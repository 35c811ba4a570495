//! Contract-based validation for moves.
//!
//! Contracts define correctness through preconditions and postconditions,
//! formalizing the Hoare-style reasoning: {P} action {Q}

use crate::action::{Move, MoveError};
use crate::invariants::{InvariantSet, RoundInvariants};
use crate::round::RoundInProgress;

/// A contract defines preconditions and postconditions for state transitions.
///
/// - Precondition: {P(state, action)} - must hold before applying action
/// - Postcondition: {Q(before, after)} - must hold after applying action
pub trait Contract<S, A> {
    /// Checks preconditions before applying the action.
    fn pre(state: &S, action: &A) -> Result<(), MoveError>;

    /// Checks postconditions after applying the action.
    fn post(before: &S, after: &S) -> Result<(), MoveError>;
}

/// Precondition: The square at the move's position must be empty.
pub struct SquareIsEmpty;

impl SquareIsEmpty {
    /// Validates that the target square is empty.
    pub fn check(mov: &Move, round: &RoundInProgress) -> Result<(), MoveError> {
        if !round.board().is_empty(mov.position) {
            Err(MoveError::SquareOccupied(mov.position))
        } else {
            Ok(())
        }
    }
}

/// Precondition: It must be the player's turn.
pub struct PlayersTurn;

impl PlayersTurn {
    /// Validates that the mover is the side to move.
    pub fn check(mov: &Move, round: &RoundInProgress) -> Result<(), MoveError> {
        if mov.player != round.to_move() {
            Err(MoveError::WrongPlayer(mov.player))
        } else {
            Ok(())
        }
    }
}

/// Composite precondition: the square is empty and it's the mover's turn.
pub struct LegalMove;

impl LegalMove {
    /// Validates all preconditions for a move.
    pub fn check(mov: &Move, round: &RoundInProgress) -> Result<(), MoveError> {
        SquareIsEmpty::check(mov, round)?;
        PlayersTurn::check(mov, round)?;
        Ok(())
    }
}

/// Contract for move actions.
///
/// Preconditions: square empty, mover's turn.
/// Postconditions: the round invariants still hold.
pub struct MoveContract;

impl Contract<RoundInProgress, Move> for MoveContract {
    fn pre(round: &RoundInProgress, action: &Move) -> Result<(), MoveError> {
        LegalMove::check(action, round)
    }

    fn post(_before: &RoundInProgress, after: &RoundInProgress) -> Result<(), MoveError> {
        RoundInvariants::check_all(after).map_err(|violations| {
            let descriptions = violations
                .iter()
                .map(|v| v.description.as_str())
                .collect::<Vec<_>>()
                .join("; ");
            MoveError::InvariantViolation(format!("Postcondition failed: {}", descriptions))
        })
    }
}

★ ★ ★ ★

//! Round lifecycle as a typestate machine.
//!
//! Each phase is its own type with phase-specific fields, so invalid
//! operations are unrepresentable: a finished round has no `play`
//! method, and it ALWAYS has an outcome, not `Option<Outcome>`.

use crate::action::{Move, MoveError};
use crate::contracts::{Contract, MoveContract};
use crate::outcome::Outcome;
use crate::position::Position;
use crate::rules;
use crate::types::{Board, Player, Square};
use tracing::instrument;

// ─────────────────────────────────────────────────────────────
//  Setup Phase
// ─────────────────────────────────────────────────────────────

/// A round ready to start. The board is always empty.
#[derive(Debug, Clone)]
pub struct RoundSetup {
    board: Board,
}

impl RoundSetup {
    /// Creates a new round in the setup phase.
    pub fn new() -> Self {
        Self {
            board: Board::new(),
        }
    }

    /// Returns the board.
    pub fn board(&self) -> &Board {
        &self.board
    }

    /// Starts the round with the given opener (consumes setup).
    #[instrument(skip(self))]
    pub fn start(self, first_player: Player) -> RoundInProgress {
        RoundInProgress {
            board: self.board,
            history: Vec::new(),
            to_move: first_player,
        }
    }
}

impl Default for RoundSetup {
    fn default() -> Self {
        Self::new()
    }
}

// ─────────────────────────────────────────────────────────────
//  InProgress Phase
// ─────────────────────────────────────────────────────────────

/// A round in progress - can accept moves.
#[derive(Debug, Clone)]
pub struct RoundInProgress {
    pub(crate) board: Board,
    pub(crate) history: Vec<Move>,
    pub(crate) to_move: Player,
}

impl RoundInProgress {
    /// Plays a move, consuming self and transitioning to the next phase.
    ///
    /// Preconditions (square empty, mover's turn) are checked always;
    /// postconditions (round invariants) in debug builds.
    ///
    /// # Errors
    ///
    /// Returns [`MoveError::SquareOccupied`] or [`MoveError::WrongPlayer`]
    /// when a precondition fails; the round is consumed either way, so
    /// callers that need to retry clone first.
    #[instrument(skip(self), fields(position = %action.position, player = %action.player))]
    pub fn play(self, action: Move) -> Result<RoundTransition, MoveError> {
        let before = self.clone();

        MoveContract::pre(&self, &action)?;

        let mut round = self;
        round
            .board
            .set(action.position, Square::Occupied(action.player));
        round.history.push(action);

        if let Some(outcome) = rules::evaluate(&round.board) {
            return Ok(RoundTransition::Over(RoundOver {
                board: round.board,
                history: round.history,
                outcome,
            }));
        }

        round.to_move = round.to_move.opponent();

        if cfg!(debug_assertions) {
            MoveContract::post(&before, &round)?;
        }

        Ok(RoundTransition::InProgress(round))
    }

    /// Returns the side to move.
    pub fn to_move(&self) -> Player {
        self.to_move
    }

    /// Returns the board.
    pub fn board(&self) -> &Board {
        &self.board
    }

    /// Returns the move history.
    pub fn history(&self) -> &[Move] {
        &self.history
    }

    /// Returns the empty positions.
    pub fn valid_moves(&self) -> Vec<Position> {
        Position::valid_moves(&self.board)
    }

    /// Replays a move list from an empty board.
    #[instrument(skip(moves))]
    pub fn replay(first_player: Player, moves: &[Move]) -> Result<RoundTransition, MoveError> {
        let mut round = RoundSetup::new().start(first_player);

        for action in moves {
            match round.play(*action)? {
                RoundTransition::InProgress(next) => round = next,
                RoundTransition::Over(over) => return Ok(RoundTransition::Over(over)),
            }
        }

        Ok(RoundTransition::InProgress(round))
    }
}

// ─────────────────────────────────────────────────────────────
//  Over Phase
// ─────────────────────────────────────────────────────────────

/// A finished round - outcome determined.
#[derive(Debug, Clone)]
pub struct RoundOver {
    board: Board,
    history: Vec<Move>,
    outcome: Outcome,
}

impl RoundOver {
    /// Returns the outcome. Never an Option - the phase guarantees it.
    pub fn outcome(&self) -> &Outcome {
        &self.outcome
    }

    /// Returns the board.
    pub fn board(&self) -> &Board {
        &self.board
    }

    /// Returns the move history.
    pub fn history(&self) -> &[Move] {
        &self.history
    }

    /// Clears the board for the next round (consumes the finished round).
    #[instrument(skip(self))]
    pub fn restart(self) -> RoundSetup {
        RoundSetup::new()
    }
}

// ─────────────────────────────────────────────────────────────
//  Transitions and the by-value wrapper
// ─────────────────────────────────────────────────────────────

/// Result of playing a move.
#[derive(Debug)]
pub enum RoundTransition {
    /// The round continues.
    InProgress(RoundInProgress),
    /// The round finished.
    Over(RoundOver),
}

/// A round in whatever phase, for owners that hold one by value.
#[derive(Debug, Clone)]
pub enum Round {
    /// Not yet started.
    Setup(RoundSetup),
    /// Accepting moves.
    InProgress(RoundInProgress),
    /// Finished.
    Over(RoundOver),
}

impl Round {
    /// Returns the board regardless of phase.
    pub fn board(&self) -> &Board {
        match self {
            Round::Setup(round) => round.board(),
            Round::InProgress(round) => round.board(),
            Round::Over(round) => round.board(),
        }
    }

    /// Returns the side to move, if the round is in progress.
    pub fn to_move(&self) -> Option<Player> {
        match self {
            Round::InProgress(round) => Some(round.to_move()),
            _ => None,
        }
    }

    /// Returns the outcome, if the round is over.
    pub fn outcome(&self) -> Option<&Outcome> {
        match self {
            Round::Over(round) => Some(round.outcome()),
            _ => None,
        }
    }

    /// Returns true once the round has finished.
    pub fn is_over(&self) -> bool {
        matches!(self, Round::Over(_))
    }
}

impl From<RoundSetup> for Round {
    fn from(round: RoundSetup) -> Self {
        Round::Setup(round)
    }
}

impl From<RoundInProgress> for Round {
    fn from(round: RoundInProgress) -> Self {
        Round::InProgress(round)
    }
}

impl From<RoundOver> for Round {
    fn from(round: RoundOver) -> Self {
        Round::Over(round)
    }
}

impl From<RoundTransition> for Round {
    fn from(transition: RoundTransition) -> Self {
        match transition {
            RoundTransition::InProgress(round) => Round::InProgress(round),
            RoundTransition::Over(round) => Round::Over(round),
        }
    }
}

★ ★ ★ ★

Please report the number of lines in the data that include "outcome", with no other words.

OUTPUT OF THE TASK -> 12